If the recent court decision allowing paid candidate and issue ads on noncommercial TV and radio is upheld, there are a myriad of ramifications for both commercial and public stations. For now the court’s ruling affects only the Ninth Circuit, which includes Alaska, Arizona, California, Guam, Hawaii, Idaho, Montana, Nevada, Oregon and Washington, but everyone should stay attuned to further developments, especially from the FCC. Better to anticipate potential changes than to be surprised by them.
The general election looms and political ad spending rivals the Olympics for breaking records. At the same time, there are developments since an April federal court ruling (Minority Television Project Inc. v. FCC) that have the potential to bring paid candidate and issue ads to noncommercial television and radio stations for the first time.

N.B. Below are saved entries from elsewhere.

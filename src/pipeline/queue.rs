//! Bounded inter-task queues.
//!
//! - [`BoundedQueue`]: fixed-capacity FIFO over a crossbeam bounded channel.
//!   A full queue drops the offered item (drop-newest), either immediately or
//!   after a bounded wait.
//! - [`LatestSlot`]: single-slot hand-off where an unread value is replaced by
//!   the newer one.
//!
//! Both are created once before any task starts and shared by reference; the
//! capacity never changes afterwards.

use std::time::Duration;

use crossbeam::channel::{Receiver, SendTimeoutError, Sender, TryRecvError, TrySendError, bounded};
use crossbeam_queue::ArrayQueue;
use log::debug;

use crate::config::SCORE_QUEUE_LEN;

pub struct BoundedQueue<T> {
    name: &'static str,
    tx: Sender<T>,
    rx: Receiver<T>,
}

impl<T> BoundedQueue<T> {
    pub fn new(name: &'static str, capacity: usize) -> Self {
        let (tx, rx) = bounded(capacity);
        Self { name, tx, rx }
    }

    pub fn capacity(&self) -> usize {
        self.tx.capacity().unwrap_or(0)
    }

    pub fn len(&self) -> usize {
        self.rx.len()
    }

    pub fn is_empty(&self) -> bool {
        self.rx.is_empty()
    }

    /// Non-blocking enqueue. Returns `false` and drops `item` when full.
    pub fn try_send(&self, item: T) -> bool {
        match self.tx.try_send(item) {
            Ok(()) => true,
            Err(TrySendError::Full(_)) => {
                debug!("[{}] full ({}), dropping newest", self.name, self.len());
                false
            }
            // The queue owns both ends; disconnection cannot happen while `self` lives.
            Err(TrySendError::Disconnected(_)) => false,
        }
    }

    /// Waits up to `timeout` for space. Returns `false` and drops `item` on timeout.
    pub fn send_with_timeout(&self, item: T, timeout: Duration) -> bool {
        match self.tx.send_timeout(item, timeout) {
            Ok(()) => true,
            Err(SendTimeoutError::Timeout(_)) => {
                debug!("[{}] send timed out after {:?}, dropping", self.name, timeout);
                false
            }
            Err(SendTimeoutError::Disconnected(_)) => false,
        }
    }

    /// Non-blocking dequeue of the oldest item.
    pub fn try_receive(&self) -> Option<T> {
        match self.rx.try_recv() {
            Ok(item) => Some(item),
            Err(TryRecvError::Empty) | Err(TryRecvError::Disconnected) => None,
        }
    }
}

/// Capacity-1 latest-value queue.
pub struct LatestSlot<T> {
    slot: ArrayQueue<T>,
}

impl<T> LatestSlot<T> {
    pub fn new() -> Self {
        Self {
            slot: ArrayQueue::new(SCORE_QUEUE_LEN),
        }
    }

    /// Never blocks. Returns `true` if an unread value was overwritten.
    pub fn publish(&self, value: T) -> bool {
        self.slot.force_push(value).is_some()
    }

    pub fn try_receive(&self) -> Option<T> {
        self.slot.pop()
    }

    pub fn is_empty(&self) -> bool {
        self.slot.is_empty()
    }
}

impl<T> Default for LatestSlot<T> {
    fn default() -> Self {
        Self::new()
    }
}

Whether that happens, and when, are difficult to predict. Will the ruling take effect before the November elections? Probably not, but it is possible. It depends how the appeal plays out, what the FCC does or does not do, and what happens “in the field,” such as whether candidates and issue advertisers seek to buy time on public stations, and whether the stations offer time.
In any event, the impact could be significant for commercial and noncommercial broadcasters.
Candidates and issue advertisers may welcome the opportunity to advertise on public stations to reach their demographics. Noncommercial stations would likely have discretion whether to air them, and, as discussed here, there are competing considerations on that.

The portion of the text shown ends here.